Namun rencana itu segera sampai ke telinga Yazid. Dalam manuver cepat, ia mencopot gubernur Kufah yang dianggap lunak, dan menggantinya dengan Ubaidillah bin Ziyad, seorang aparat bengis yang terkenal licik. Kepadanya diberikan instruksi jelas: cegah Husain sampai titik darah penghabisan. Maka dikerahkanlah pasukan besar yang dipimpin oleh Umar bin Saad bin Abi Waqqas, untuk menghadang rombongan kecil Husain yang tak lebih dari 70-an orang.

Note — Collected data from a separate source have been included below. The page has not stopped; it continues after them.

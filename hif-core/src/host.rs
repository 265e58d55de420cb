//! Registry of the devices a host driver has brought up.

use crate::bus::Bus;
use crate::config::DeviceConfig;
use crate::device::Device;
use crate::error::SetupError;
use crate::lock;
use log::{debug, info};
use std::sync::{Arc, Mutex};

/// Callbacks a host driver registers to learn about devices coming and going.
pub trait DeviceHandlers<C>: Send + Sync {
    /// A device was started. Returns `true` to claim it.
    ///
    /// An unclaimed device keeps running, but [`on_removed`](Self::on_removed) is not called for
    /// it.
    fn on_attached(&self, device: &Arc<Device<C>>) -> bool;

    /// A claimed device is about to be stopped.
    fn on_removed(&self, device: &Arc<Device<C>>);
}

struct Entry<C> {
    device: Arc<Device<C>>,
    claimed: bool,
}

/// Owns every device probed through it, and tells its handlers about them.
pub struct HostDriver<C> {
    handlers: Arc<dyn DeviceHandlers<C>>,
    devices: Mutex<Vec<Entry<C>>>,
}

impl<C> std::fmt::Debug for HostDriver<C> {
    fn fmt(&self, f: &mut std::fmt::Formatter<'_>) -> std::fmt::Result {
        f.debug_struct("HostDriver")
            .field("devices", &lock(&self.devices).len())
            .finish_non_exhaustive()
    }
}

impl<C: Send + 'static> HostDriver<C> {
    pub fn new(handlers: Arc<dyn DeviceHandlers<C>>) -> Self {
        Self {
            handlers,
            devices: Mutex::new(Vec::new()),
        }
    }

    /// Bring up a device on `bus` and offer it to the handlers.
    pub fn probe(
        &self,
        bus: Arc<dyn Bus>,
        config: DeviceConfig,
    ) -> Result<Arc<Device<C>>, SetupError> {
        let device = Arc::new(Device::new(bus, config));
        device.start()?;
        let claimed = self.handlers.on_attached(&device);
        info!("Probed device, claimed: {claimed}");
        lock(&self.devices).push(Entry {
            device: Arc::clone(&device),
            claimed,
        });
        Ok(device)
    }

    /// Stop `device` and forget it. Returns `false` if it was not probed through this driver.
    pub fn remove(&self, device: &Arc<Device<C>>) -> bool {
        let entry = {
            let mut devices = lock(&self.devices);
            let Some(position) = devices
                .iter()
                .position(|entry| Arc::ptr_eq(&entry.device, device))
            else {
                return false;
            };
            devices.remove(position)
        };
        self.teardown(entry);
        true
    }

    /// Remove every device, most recently probed first.
    pub fn shutdown(&self) {
        let entries = std::mem::take(&mut *lock(&self.devices));
        debug!("Shutting down {} devices", entries.len());
        for entry in entries.into_iter().rev() {
            self.teardown(entry);
        }
    }

    pub fn devices(&self) -> Vec<Arc<Device<C>>> {
        lock(&self.devices)
            .iter()
            .map(|entry| Arc::clone(&entry.device))
            .collect()
    }

    fn teardown(&self, entry: Entry<C>) {
        if entry.claimed {
            self.handlers.on_removed(&entry.device);
        }
        entry.device.stop();
        debug!("Removed device {:?}", entry.device);
    }
}

#[cfg(test)]
mod tests {
    use super::*;
    use crate::request::{Request, RequestMode};
    use crate::sim::{SimTarget, RAM_BASE_ADDRESS};
    use std::sync::atomic::{AtomicBool, AtomicUsize, Ordering};

    #[derive(Default)]
    struct Counting {
        decline: AtomicBool,
        attached: AtomicUsize,
        removed: AtomicUsize,
    }

    impl DeviceHandlers<()> for Counting {
        fn on_attached(&self, device: &Arc<Device<()>>) -> bool {
            assert!(device.is_running());
            self.attached.fetch_add(1, Ordering::SeqCst);
            !self.decline.load(Ordering::SeqCst)
        }

        fn on_removed(&self, device: &Arc<Device<()>>) {
            assert!(device.is_running());
            self.removed.fetch_add(1, Ordering::SeqCst);
        }
    }

    fn probe(driver: &HostDriver<()>) -> Arc<Device<()>> {
        driver
            .probe(Arc::new(SimTarget::new()), DeviceConfig::default())
            .unwrap()
    }

    #[test]
    fn probed_device_is_running_and_usable() {
        let handlers = Arc::new(Counting::default());
        let driver: HostDriver<()> = HostDriver::new(handlers.clone());
        let device = probe(&driver);
        assert_eq!(1, handlers.attached.load(Ordering::SeqCst));
        assert!(device
            .submit(Request::write(RAM_BASE_ADDRESS, &[1], RequestMode::WR_SYNC_BYTE_INC))
            .is_ok());

        assert!(driver.remove(&device));
        assert!(!device.is_running());
        assert_eq!(1, handlers.removed.load(Ordering::SeqCst));
        assert!(!driver.remove(&device));
    }

    #[test]
    fn declined_device_is_not_reported_removed() {
        let handlers = Arc::new(Counting::default());
        handlers.decline.store(true, Ordering::SeqCst);
        let driver: HostDriver<()> = HostDriver::new(handlers.clone());
        let device = probe(&driver);
        driver.shutdown();
        assert!(!device.is_running());
        assert_eq!(0, handlers.removed.load(Ordering::SeqCst));
    }

    #[test]
    fn shutdown_removes_everything() {
        let handlers = Arc::new(Counting::default());
        let driver: HostDriver<()> = HostDriver::new(handlers.clone());
        let devices = [probe(&driver), probe(&driver), probe(&driver)];
        assert_eq!(3, driver.devices().len());
        driver.shutdown();
        assert!(driver.devices().is_empty());
        assert!(devices.iter().all(|device| !device.is_running()));
        assert_eq!(3, handlers.removed.load(Ordering::SeqCst));
    }

    #[test]
    fn failed_start_is_not_offered() {
        let handlers = Arc::new(Counting::default());
        let driver: HostDriver<()> = HostDriver::new(handlers.clone());
        let config = DeviceConfig {
            pool_capacity: 0,
            ..DeviceConfig::default()
        };
        assert!(matches!(
            driver.probe(Arc::new(SimTarget::new()), config),
            Err(SetupError::EmptyPool)
        ));
        assert_eq!(0, handlers.attached.load(Ordering::SeqCst));
    }
}
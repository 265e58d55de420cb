use crate::AddressRange;
use std::cmp::Ordering;
use thiserror::Error;

/// Map of non-overlapping 32-bit address ranges to values of type `T`.
///
/// Addresses outside every range are vacant.
#[derive(Debug, Clone)]
pub struct AddressMap<T> {
    ordered_ranges: Vec<(AddressRange, T)>,
}

impl<T> Default for AddressMap<T> {
    fn default() -> Self {
        Self {
            ordered_ranges: Vec::new(),
        }
    }
}

impl<T> AddressMap<T> {
    /// Returns the range containing `address` and the value it maps to, or `None` if `address`
    /// is vacant.
    pub fn lookup(&self, address: u32) -> Option<(AddressRange, &T)> {
        self.ordered_ranges
            .binary_search_by(|(range, _)| {
                if address < range.start() {
                    Ordering::Greater
                } else if address <= range.end() {
                    Ordering::Equal
                } else {
                    Ordering::Less
                }
            })
            .ok()
            .map(|index| {
                let (range, value) = &self.ordered_ranges[index];
                (*range, value)
            })
    }

    /// Iterate over the mapped ranges in ascending address order.
    pub fn iter(&self) -> impl Iterator<Item = (AddressRange, &T)> {
        self.ordered_ranges.iter().map(|(range, value)| (*range, value))
    }

    pub fn len(&self) -> usize {
        self.ordered_ranges.len()
    }

    pub fn is_empty(&self) -> bool {
        self.ordered_ranges.is_empty()
    }
}

impl<T> TryFrom<Vec<(AddressRange, T)>> for AddressMap<T> {
    type Error = AddressMapError;

    fn try_from(mut value: Vec<(AddressRange, T)>) -> Result<Self, Self::Error> {
        value.sort_by_key(|(range, _)| range.start());

        if value
            .windows(2)
            .any(|pair| pair[0].0.overlaps(pair[1].0))
        {
            return Err(AddressMapError::OverlappingAddressRanges);
        }

        Ok(Self {
            ordered_ranges: value,
        })
    }
}

#[derive(Error, Debug, Clone, PartialEq, Eq)]
pub enum AddressMapError {
    /// Attempt to add an address range that overlaps with a previously added address range.
    #[error("address range overlaps with previously added address range")]
    OverlappingAddressRanges,
}

#[macro_export]
macro_rules! addr_map {
    ($([$start:expr, $end:expr] => $value:expr,)*) => {
        $crate::address_map::AddressMap::try_from(vec![
            $(($crate::address_range![$start, $end], $value)),*
        ]).unwrap()
    };
}

#[cfg(test)]
mod tests {
    use super::*;
    use crate::address_range;

    #[test]
    fn lookup_finds_containing_range() {
        let map = addr_map! {
            [0x2000, 0x2FFF] => 'b',
            [0x0800, 0x0FFF] => 'a',
        };
        assert_eq!(Some((address_range![0x800, 0xFFF], &'a')), map.lookup(0x800));
        assert_eq!(Some((address_range![0x2000, 0x2FFF], &'b')), map.lookup(0x2FFF));
        assert_eq!(None, map.lookup(0x1000));
        assert_eq!(None, map.lookup(0));
    }

    #[test]
    fn overlap_is_rejected() {
        let result = AddressMap::try_from(vec![
            (address_range![0x0, 0x10], 1),
            (address_range![0x10, 0x20], 2),
        ]);
        assert_eq!(
            Some(AddressMapError::OverlappingAddressRanges),
            result.err()
        );
    }
}
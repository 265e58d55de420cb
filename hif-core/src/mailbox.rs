//! Layout of the coprocessor's hardware mailboxes.
//!
//! A mailbox is a fixed window of addresses the host writes messages into. The hardware drains a
//! mailbox from a fixed tail address, so a message must be placed such that its last byte lands
//! on the window's end-of-message (EOM) address, whatever its length.

use crate::address_map::{AddressMap, AddressMapError};
use crate::{address_range, AddressRange};

/// Number of mailboxes the coprocessor exposes.
pub const MAILBOX_COUNT: usize = 4;

/// First address of mailbox 0.
pub const MBOX_BASE_ADDRESS: u32 = 0x800;

/// Size in bytes of each mailbox window.
pub const MBOX_WIDTH: u32 = 0x800;

/// Default bus block size used for mailbox transfers in block mode.
pub const MBOX_BLOCK_SIZE: u32 = 128;

/// Extended window aliasing mailbox 0, used for large single transfers.
pub const MBOX0_EXTENDED_BASE_ADDRESS: u32 = 0x2800;
pub const MBOX0_EXTENDED_WIDTH: u32 = 18 * 1024;

const_assert!(MBOX_WIDTH as usize % MBOX_BLOCK_SIZE as usize == 0);

/// Identifies one of the [`MAILBOX_COUNT`] mailboxes.
#[derive(Debug, Copy, Clone, Eq, PartialEq, Hash, Ord, PartialOrd)]
pub struct MailboxId(u8);

impl MailboxId {
    /// The mailbox carrying control traffic, and the one with an extended window.
    pub const MBOX0: Self = Self(0);

    /// Returns the id of mailbox `index`, or `None` if there is no such mailbox.
    pub fn new(index: usize) -> Option<Self> {
        (index < MAILBOX_COUNT).then_some(Self(index as u8))
    }

    pub fn index(self) -> usize {
        self.0 as usize
    }

    /// Iterate over all mailboxes in order.
    pub fn all() -> impl Iterator<Item = Self> {
        (0..MAILBOX_COUNT as u8).map(Self)
    }
}

/// Mailbox addresses as reported through the configuration interface.
#[derive(Debug, Copy, Clone, Eq, PartialEq)]
pub struct MailboxInfo {
    /// Start address of every mailbox.
    pub addresses: [u32; MAILBOX_COUNT],
    /// Extended window for mailbox 0, as `(base, width)`.
    pub extended: (u32, u32),
}

/// Address windows and block sizes of the mailboxes.
#[derive(Debug, Clone)]
pub struct MailboxLayout {
    windows: AddressMap<MailboxId>,
    block_sizes: [u32; MAILBOX_COUNT],
    extended: AddressRange,
}

impl Default for MailboxLayout {
    fn default() -> Self {
        let windows = MailboxId::all()
            .map(|mbox| {
                let start = MBOX_BASE_ADDRESS + mbox.index() as u32 * MBOX_WIDTH;
                (address_range!(start, start + MBOX_WIDTH - 1), mbox)
            })
            .collect::<Vec<_>>();

        Self {
            windows: AddressMap::try_from(windows)
                .unwrap_or_else(|_| unreachable!("default mailbox windows are disjoint")),
            // Mailbox 0 carries byte-sized control traffic, the others full blocks.
            block_sizes: [1, MBOX_BLOCK_SIZE, MBOX_BLOCK_SIZE, MBOX_BLOCK_SIZE],
            extended: address_range!(
                MBOX0_EXTENDED_BASE_ADDRESS,
                MBOX0_EXTENDED_BASE_ADDRESS + MBOX0_EXTENDED_WIDTH - 1
            ),
        }
    }
}

impl MailboxLayout {
    /// Create a layout from one window per mailbox.
    ///
    /// Fails if any two windows overlap.
    pub fn new(
        windows: [AddressRange; MAILBOX_COUNT],
        block_sizes: [u32; MAILBOX_COUNT],
        extended: AddressRange,
    ) -> Result<Self, AddressMapError> {
        let windows = AddressMap::try_from(
            windows
                .into_iter()
                .zip(MailboxId::all())
                .collect::<Vec<_>>(),
        )?;
        Ok(Self {
            windows,
            block_sizes,
            extended,
        })
    }

    /// Returns the mailbox whose window contains `address`, together with that window.
    pub fn window_of(&self, address: u32) -> Option<(MailboxId, AddressRange)> {
        self.windows
            .lookup(address)
            .map(|(range, &mbox)| (mbox, range))
    }

    /// Returns the window of `mbox`.
    pub fn window(&self, mbox: MailboxId) -> AddressRange {
        self.windows
            .iter()
            .find_map(|(range, &id)| (id == mbox).then_some(range))
            .unwrap_or_else(|| unreachable!("every mailbox has a window"))
    }

    /// Width of the window containing `address`, or `None` outside every mailbox.
    pub fn width_at(&self, address: u32) -> Option<u32> {
        self.window_of(address).map(|(_, range)| range.delta() + 1)
    }

    /// Returns the address a write of `length` bytes to `address` must actually target, so that
    /// its last byte lands on the end-of-message address of the mailbox.
    ///
    /// Addresses outside every mailbox are returned unchanged. `length` must not exceed the width
    /// of the mailbox.
    pub fn eom_aligned(&self, address: u32, length: usize) -> u32 {
        match self.width_at(address) {
            Some(width) => {
                debug_assert!(length <= width as usize, "mailbox write exceeds mailbox width");
                address + width.saturating_sub(length as u32)
            }
            None => address,
        }
    }

    pub fn block_sizes(&self) -> [u32; MAILBOX_COUNT] {
        self.block_sizes
    }

    pub fn extended_window(&self) -> AddressRange {
        self.extended
    }

    pub fn info(&self) -> MailboxInfo {
        let mut addresses = [0; MAILBOX_COUNT];
        for mbox in MailboxId::all() {
            addresses[mbox.index()] = self.window(mbox).start();
        }
        MailboxInfo {
            addresses,
            extended: (self.extended.start(), self.extended.delta() + 1),
        }
    }
}

#[cfg(test)]
mod tests {
    use super::*;

    #[test]
    fn default_windows_are_contiguous() {
        let layout = MailboxLayout::default();
        let info = layout.info();
        assert_eq!([0x800, 0x1000, 0x1800, 0x2000], info.addresses);
        assert_eq!(
            Some((MailboxId::new(3).unwrap(), address_range![0x2000, 0x27FF])),
            layout.window_of(0x27FF)
        );
        assert_eq!(None, layout.window_of(0x2800));
        assert_eq!(None, layout.window_of(0x7FF));
    }

    #[test]
    fn write_lands_on_end_of_message() {
        let layout = MailboxLayout::default();
        let start = MBOX_BASE_ADDRESS;
        assert_eq!(start + 1536, layout.eom_aligned(start, 512));
        assert_eq!(start, layout.eom_aligned(start, MBOX_WIDTH as usize));
        assert_eq!(0x1000 + 0x800 - 1, layout.eom_aligned(0x1000, 1));
    }

    #[test]
    fn addresses_outside_mailboxes_are_untouched() {
        let layout = MailboxLayout::default();
        assert_eq!(0x400, layout.eom_aligned(0x400, 4));
        assert_eq!(0x0054_0000, layout.eom_aligned(0x0054_0000, 4096));
    }

    #[test]
    fn overlapping_windows_are_rejected() {
        let window = address_range![0x800, 0xFFF];
        assert!(MailboxLayout::new(
            [window, window, address_range![0x1800, 0x1FFF], address_range![0x2000, 0x27FF]],
            [1; MAILBOX_COUNT],
            address_range![0x2800, 0x2FFF],
        )
        .is_err());
    }
}
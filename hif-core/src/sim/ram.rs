use crate::AddressRange;

/// Byte-addressed target memory, zero initialized.
#[derive(Debug, Clone, PartialEq, Eq)]
pub struct Ram {
    data: Vec<u8>,
}

impl Ram {
    /// Create a new zero-initialized RAM that can hold `size` bytes.
    ///
    /// `size` must be at least one, and at most `1 << 32` (since it must be addressable by `u32`).
    /// If `size` does not satisfy these conditions, `None` is returned and nothing is allocated.
    pub fn new(size: usize) -> Option<Self> {
        if size == 0 || (usize::BITS > 32 && size > (1 << 32)) {
            None
        } else {
            Some(Self {
                data: vec![0; size],
            })
        }
    }

    /// Returns the size expressed in bytes. Guaranteed to be at least one.
    #[allow(clippy::len_without_is_empty)]
    pub fn len(&self) -> usize {
        self.data.len()
    }

    /// Returns the range of offsets covered, always starting at `0`.
    pub fn range(&self) -> AddressRange {
        AddressRange::new(0, (self.len() - 1) as u32)
            .unwrap_or_else(|_| unreachable!("RAM is never empty"))
    }

    /// Reads the bytes at `offset..offset + buf.len()` into `buf`.
    ///
    /// Bytes past the end of the RAM are left untouched in `buf`.
    pub fn read(&self, buf: &mut [u8], offset: u32) {
        let Some(available) = self.data.get(offset as usize..) else {
            return;
        };
        let size = buf.len().min(available.len());
        buf[..size].copy_from_slice(&available[..size]);
    }

    /// Writes `buf` to `offset..offset + buf.len()`.
    ///
    /// Bytes that would land past the end of the RAM are ignored.
    pub fn write(&mut self, offset: u32, buf: &[u8]) {
        let Some(available) = self.data.get_mut(offset as usize..) else {
            return;
        };
        let size = buf.len().min(available.len());
        available[..size].copy_from_slice(&buf[..size]);
    }

    /// Force RAM back to its reset state, which is all-zeros.
    pub fn reset(&mut self) {
        self.data.fill(0);
    }
}
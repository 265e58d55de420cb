//! The two ways a request is reported complete: a private one-shot signal for a blocked
//! submitter, or the device's completion callback for a submitter that didn't wait.

use crate::error::HifError;
use crate::interrupt::{DsrContext, DsrStatus};
use crate::request::Buffer;
use crate::scatter::ScatterRequest;
use std::fmt::{Debug, Formatter};

/// Handlers a device calls into, attached once with
/// [`crate::Device::attach_notification_handlers`].
///
/// Both handlers run on the device's dispatch thread without any of the device's locks held, so
/// they may submit new asynchronous requests. They must not submit synchronous requests, which
/// would wait on the thread running them.
pub trait HifCallbacks<C>: Send + Sync {
    /// Called once for every asynchronous request, after its descriptor returned to the pool.
    ///
    /// `result` holds the number of bytes transferred, which can be less than requested in block
    /// mode.
    fn on_async_complete(&self, context: C, buffer: Buffer, result: Result<usize, HifError>);

    /// Called for each interrupt delivered through [`crate::Device::notify_interrupt`].
    ///
    /// `ctx` performs reads and writes directly on the bus, which the dispatch thread holds for
    /// the duration of the call.
    fn dsr(&self, ctx: &mut DsrContext<'_>) -> DsrStatus {
        let _ = ctx;
        DsrStatus::Ok
    }
}

/// Successful outcome of [`crate::Device::submit`].
#[derive(Debug)]
pub enum Submitted {
    /// A synchronous request ran. Holds its buffer (filled, for a read) and the number of bytes
    /// transferred.
    Complete { buffer: Buffer, transferred: usize },
    /// An asynchronous request was queued. Its outcome is delivered to
    /// [`HifCallbacks::on_async_complete`].
    Pending,
}

impl Submitted {
    /// Returns the buffer of a completed request.
    pub fn into_buffer(self) -> Option<Buffer> {
        match self {
            Submitted::Complete { buffer, .. } => Some(buffer),
            Submitted::Pending => None,
        }
    }
}

/// Result of a finished synchronous request, sent from the dispatch thread to the waiter.
#[derive(Debug)]
pub(crate) struct Finished {
    pub result: Result<usize, HifError>,
    pub buffer: Buffer,
}

pub(crate) type ScatterCompletion =
    Box<dyn FnOnce(ScatterRequest, Result<usize, HifError>) + Send + 'static>;

/// Where a descriptor's outcome goes. Fixed when the descriptor is allocated.
pub(crate) enum Completion<C> {
    Sync(oneshot::Sender<Finished>),
    Async(C),
    Scatter(ScatterCompletion),
}

impl<C> Debug for Completion<C> {
    fn fmt(&self, f: &mut Formatter<'_>) -> std::fmt::Result {
        match self {
            Completion::Sync(_) => f.write_str("Sync"),
            Completion::Async(_) => f.write_str("Async"),
            Completion::Scatter(_) => f.write_str("Scatter"),
        }
    }
}
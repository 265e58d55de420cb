//! Delivery of device interrupts to the attached deferred service routine (DSR).
//!
//! Interrupts are not serviced where they are raised. [`crate::Device::notify_interrupt`] queues
//! a message behind any pending requests, and the dispatch thread calls the DSR when it reaches
//! it, with the bus already claimed.

use crate::encoder::Encoder;
use crate::error::HifError;
use crate::lock;
use crate::request::{Buffer, RequestMode};
use std::sync::atomic::{AtomicBool, Ordering};
use std::sync::{Condvar, Mutex, PoisonError};

/// Register holding the host interrupt status bits of the coprocessor.
pub const HOST_INT_STATUS_ADDRESS: u32 = 0x400;

/// Bit of [`HOST_INT_STATUS_ADDRESS`] set while mailbox 0 has data for the host.
pub const HOST_INT_STATUS_MBOX0: u8 = 1 << 0;

/// Times the status register is checked before giving up on pending interrupts clearing.
pub(crate) const PENDING_POLL_ATTEMPTS: usize = 10;

/// Outcome reported by a DSR.
#[derive(Debug, Copy, Clone, Eq, PartialEq)]
pub enum DsrStatus {
    Ok,
    /// The handler stopped early, for instance because the device is going away.
    Canceled,
}

/// Bus access for a DSR, performed inline on the dispatch thread.
///
/// Transfers made here bypass the submission queue: they run immediately, in the order issued,
/// before any request queued behind the interrupt.
#[derive(Debug)]
pub struct DsrContext<'a> {
    encoder: Encoder<'a>,
}

impl<'a> DsrContext<'a> {
    pub(crate) fn new(encoder: Encoder<'a>) -> Self {
        Self { encoder }
    }

    /// Perform one transfer of `buf` as described by `mode`. The execution bits of `mode` are
    /// ignored.
    pub fn transfer(
        &mut self,
        address: u32,
        buf: &mut [u8],
        mode: RequestMode,
    ) -> Result<usize, HifError> {
        self.encoder.perform(address, buf, mode)
    }

    /// Read the host interrupt status register.
    pub fn interrupt_status(&mut self) -> Result<u8, HifError> {
        let mut status = [0u8];
        self.transfer(
            HOST_INT_STATUS_ADDRESS,
            &mut status,
            RequestMode::RD_SYNC_BYTE_INC,
        )?;
        Ok(status[0])
    }

    /// Read `length` bytes into a new buffer.
    pub fn read(
        &mut self,
        address: u32,
        length: usize,
        mode: RequestMode,
    ) -> Result<Buffer, HifError> {
        let mut buffer = Buffer::zeroed(length);
        let transferred = self.transfer(address, &mut buffer, mode)?;
        let mut data = buffer.into_vec();
        data.truncate(transferred);
        Ok(Buffer::from(data))
    }
}

/// Interrupt delivery state of a device.
#[derive(Debug)]
pub(crate) struct InterruptGate {
    masked: AtomicBool,
    /// The DSR is running on the dispatch thread.
    handling: Mutex<bool>,
    idle: Condvar,
}

impl InterruptGate {
    pub fn new() -> Self {
        Self {
            masked: AtomicBool::new(true),
            handling: Mutex::new(false),
            idle: Condvar::new(),
        }
    }

    pub fn is_masked(&self) -> bool {
        self.masked.load(Ordering::Acquire)
    }

    pub fn set_masked(&self, masked: bool) {
        self.masked.store(masked, Ordering::Release);
    }

    /// Record whether the DSR is running, waking [`wait_idle`](Self::wait_idle) once it stops.
    pub fn set_handling(&self, handling: bool) {
        *lock(&self.handling) = handling;
        if !handling {
            self.idle.notify_all();
        }
    }

    /// Block until the DSR is not running.
    pub fn wait_idle(&self) {
        let mut handling = lock(&self.handling);
        while *handling {
            handling = self
                .idle
                .wait(handling)
                .unwrap_or_else(PoisonError::into_inner);
        }
    }
}

#[cfg(test)]
mod tests {
    use super::*;
    use crate::bounce::BounceBuffer;
    use crate::mailbox::MailboxLayout;
    use crate::sim::SimTarget;
    use std::sync::{mpsc, Arc};
    use std::thread;
    use std::time::{Duration, Instant};

    #[test]
    fn status_register_reflects_mailbox_data() {
        let target = SimTarget::new();
        let layout = MailboxLayout::default();
        let mut bounce = BounceBuffer::new(64).unwrap();
        let mut ctx = DsrContext::new(Encoder::new(&target, &layout, 128, &mut bounce));
        assert_eq!(Ok(0), ctx.interrupt_status());

        target.push_rx(0, &[1, 2, 3]);
        assert_eq!(Ok(HOST_INT_STATUS_MBOX0), ctx.interrupt_status());
        let message = ctx
            .read(layout.info().addresses[0], 3, RequestMode::RD_SYNC_BYTE_FIX)
            .unwrap();
        assert_eq!(&[1, 2, 3], &message[..]);
        assert_eq!(Ok(0), ctx.interrupt_status());
    }

    #[test]
    fn gate_starts_masked() {
        let gate = InterruptGate::new();
        assert!(gate.is_masked());
        gate.set_masked(false);
        assert!(!gate.is_masked());
        gate.wait_idle();
    }

    #[test]
    fn wait_idle_wakes_when_the_dsr_returns() {
        let gate = Arc::new(InterruptGate::new());
        gate.set_handling(true);

        let (sender, woken) = mpsc::channel();
        let waiter = {
            let gate = Arc::clone(&gate);
            thread::spawn(move || {
                gate.wait_idle();
                let _ = sender.send(Instant::now());
            })
        };
        assert!(woken.recv_timeout(Duration::from_millis(50)).is_err());

        let cleared = Instant::now();
        gate.set_handling(false);
        let woke_at = woken.recv_timeout(Duration::from_secs(5)).unwrap();
        assert!(woke_at.duration_since(cleared) < Duration::from_millis(90));
        waiter.join().unwrap();
    }
}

Puncaknya terjadi di Karbala, pada tanggal 10 Muharram 61 H. Rombongan Husain dikepung, diisolasi dari air, lalu dibantai tanpa belas kasih. Tubuh cucu Nabi itu tergeletak berlumur darah, kepalanya dipenggal, sementara perempuan dan anak-anak keluarganya ditawan dan dibawa ke istana kekuasaan. Tragedi ini menciptakan luka yang tak pernah betul-betul sembuh dalam jiwa umat Islam, terutama kalangan pecinta Ahlul Bait.
Dari titik inilah muncul transformasi sosial dan budaya yang signifikan. Perasaan marah, trauma kolektif, dan duka mendalam terhadap kekejaman yang menimpa Ahlu Bait melahirkan resistensi kultural yang mengakar.
Setelah tragedi Karbala, para pengikut Ahlul Bait—kelak disebut Syiah—mengalami letupan emosional yang sangat besar. Duka dan amarah tak hanya diarahkan pada penguasa Umayyah, tapi juga menimbulkan ketegangan di tubuh mereka sendiri. Salah satu yang jadi persoalan besar adalah soal siapa imam yang menggantikan posisi Husain. Sebagian besar Syiah sepakat bahwa Ali Zainal Abidin, putra Husain yang selamat dari Karbala, adalah imam yang sah. Namun, di sisi lain, muncul sosok karismatik bernama Mukhtar ats-Tsaqafi, seorang loyalis garis keras Husain yang tidak puas dengan hanya meratapi tragedi—ia ingin membalas dendam. Dengan mengklaim dukungan dari Muhammad bin Ali al-Hanafiyah, putra Ali dari istri lain, Mukhtar mendeklarasikan diri sebagai pemimpin perjuangan dan menggerakkan revolusi atas nama Ahlul Bait.
Dari gerakan ini lahirlah pecahan Syiah bernama Kaisaniyah, sebuah kelompok yang
percaya bahwa kepemimpinan bukan semata ditentukan oleh darah keturunan, tapi oleh visi perlawanan. Mukhtar lalu memimpin pasukan yang memburu satu per satu orang yang terlibat dalam pembantaian Karbala—ʿUmar bin Sa’d, Syimr, dan para algojo lainnya dibunuh tanpa ampun. Al-Mas’udi mencatat dalam Muruj adz-Dzahab: “Tidak ada seorang pun dari musuh-musuh Husain yang terlibat, kecuali diburu dan dibunuh oleh Mukhtar.” Dari sini, bisa kita lihat bahwa luka Karbala tak hanya melahirkan tangisan, tapi juga percikan-percikan revolusi yang membentuk arah baru sejarah Islam, di mana darah dan makna dipertarungkan bersamaan.